:: Assignment ::
Scan the lines below for the string "from" and report how many lines contain it, giving only the number.

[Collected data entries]
//! Error types for configuration, archive decoding and credential loading.

use crate::cert::error::{CertificateError, PrivateKeyError};
use std::fmt;
use std::io;

/// Errors produced while reading [`MtlsConfig`](crate::MtlsConfig) from the environment.
#[derive(Debug, thiserror::Error, PartialEq, Eq)]
#[non_exhaustive]
pub enum ConfigError {
    /// An environment variable is set but does not hold valid unicode.
    #[error("environment variable {0} is not valid unicode")]
    NotUnicode(&'static str),
}

/// Errors produced by an [`ArchiveParser`](crate::ArchiveParser).
#[derive(Debug, thiserror::Error)]
#[non_exhaustive]
pub enum ArchiveError {
    /// The container could not be decrypted: wrong password, unsupported
    /// encryption, or corrupt data.
    #[error("failed decrypting archive: {0}")]
    Decrypt(String),

    /// The container decrypted but its content is malformed.
    #[error("malformed archive content: {0}")]
    Malformed(String),
}

/// Reasons a [`CredentialStore`](crate::CredentialStore) load attempt fails.
///
/// None of these are cached: the next request retries the load from scratch.
#[derive(Debug, thiserror::Error)]
#[non_exhaustive]
pub enum LoadError {
    /// No archive resource name is configured (empty after trimming).
    #[error("no client certificate archive is configured")]
    MissingArchiveConfig,

    /// The archive resource could not be opened or read.
    #[error("failed reading archive resource '{resource}'")]
    ArchiveUnreadable {
        /// The configured resource name.
        resource: String,
        /// The underlying I/O failure.
        #[source]
        source: io::Error,
    },

    /// The archive could not be decrypted or decoded.
    #[error("failed decoding archive")]
    ArchiveDecryptionFailure(#[from] ArchiveError),

    /// The archive holds no private-key entry.
    #[error("no private key entry found in archive")]
    NoKeyEntry,

    /// The key entry lacks a private key or a certificate chain.
    #[error("archive entry '{alias}' is missing its private key or certificate chain")]
    IncompleteCredential {
        /// Alias of the key entry.
        alias: String,
    },

    /// The private key of the key entry is not a valid PKCS#8 key.
    #[error("archive entry '{alias}' holds an unusable private key")]
    InvalidPrivateKey {
        /// Alias of the key entry.
        alias: String,
        /// Decoding failure.
        #[source]
        source: PrivateKeyError,
    },

    /// The private key is not the one certified by the leaf certificate.
    #[error("archive entry '{alias}' holds a private key that does not match its leaf certificate")]
    KeyCertificateMismatch {
        /// Alias of the key entry.
        alias: String,
    },

    /// A member of the certificate chain is not an X.509 certificate.
    #[error("certificate #{index} in the chain is not an X.509 certificate ({cert_type})")]
    NonX509Entry {
        /// Position in the chain, leaf is 0.
        index: usize,
        /// The certificate type reported by the archive.
        cert_type: String,
        /// Parse failure, when the entry claimed to be X.509.
        #[source]
        source: Option<CertificateError>,
    },
}

impl LoadError {
    /// Returns the stable kind of this error.
    pub fn kind(&self) -> LoadErrorKind {
        match self {
            Self::MissingArchiveConfig => LoadErrorKind::MissingArchiveConfig,
            Self::ArchiveUnreadable { .. } => LoadErrorKind::ArchiveUnreadable,
            Self::ArchiveDecryptionFailure(_) => LoadErrorKind::ArchiveDecryptionFailure,
            Self::NoKeyEntry => LoadErrorKind::NoKeyEntry,
            Self::IncompleteCredential { .. }
            | Self::InvalidPrivateKey { .. }
            | Self::KeyCertificateMismatch { .. } => LoadErrorKind::IncompleteCredential,
            Self::NonX509Entry { .. } => LoadErrorKind::NonX509Entry,
        }
    }
}

/// Low-cardinality classification of a [`LoadError`], suitable for log fields
/// and metric labels.
#[derive(Debug, Clone, Copy, PartialEq, Eq, Hash)]
#[non_exhaustive]
pub enum LoadErrorKind {
    /// See [`LoadError::MissingArchiveConfig`].
    MissingArchiveConfig,
    /// See [`LoadError::ArchiveUnreadable`].
    ArchiveUnreadable,
    /// See [`LoadError::ArchiveDecryptionFailure`].
    ArchiveDecryptionFailure,
    /// See [`LoadError::NoKeyEntry`].
    NoKeyEntry,
    /// See [`LoadError::IncompleteCredential`], [`LoadError::InvalidPrivateKey`]
    /// and [`LoadError::KeyCertificateMismatch`].
    IncompleteCredential,
    /// See [`LoadError::NonX509Entry`].
    NonX509Entry,
}

impl LoadErrorKind {
    /// Returns a string representation of the error kind.
    pub const fn as_str(self) -> &'static str {
        match self {
            Self::MissingArchiveConfig => "missing_archive_config",
            Self::ArchiveUnreadable => "archive_unreadable",
            Self::ArchiveDecryptionFailure => "archive_decryption_failure",
            Self::NoKeyEntry => "no_key_entry",
            Self::IncompleteCredential => "incomplete_credential",
            Self::NonX509Entry => "non_x509_entry",
        }
    }
}

impl fmt::Display for LoadErrorKind {
    fn fmt(&self, f: &mut fmt::Formatter<'_>) -> fmt::Result {
        f.write_str(self.as_str())
    }
}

:: Task response ::
3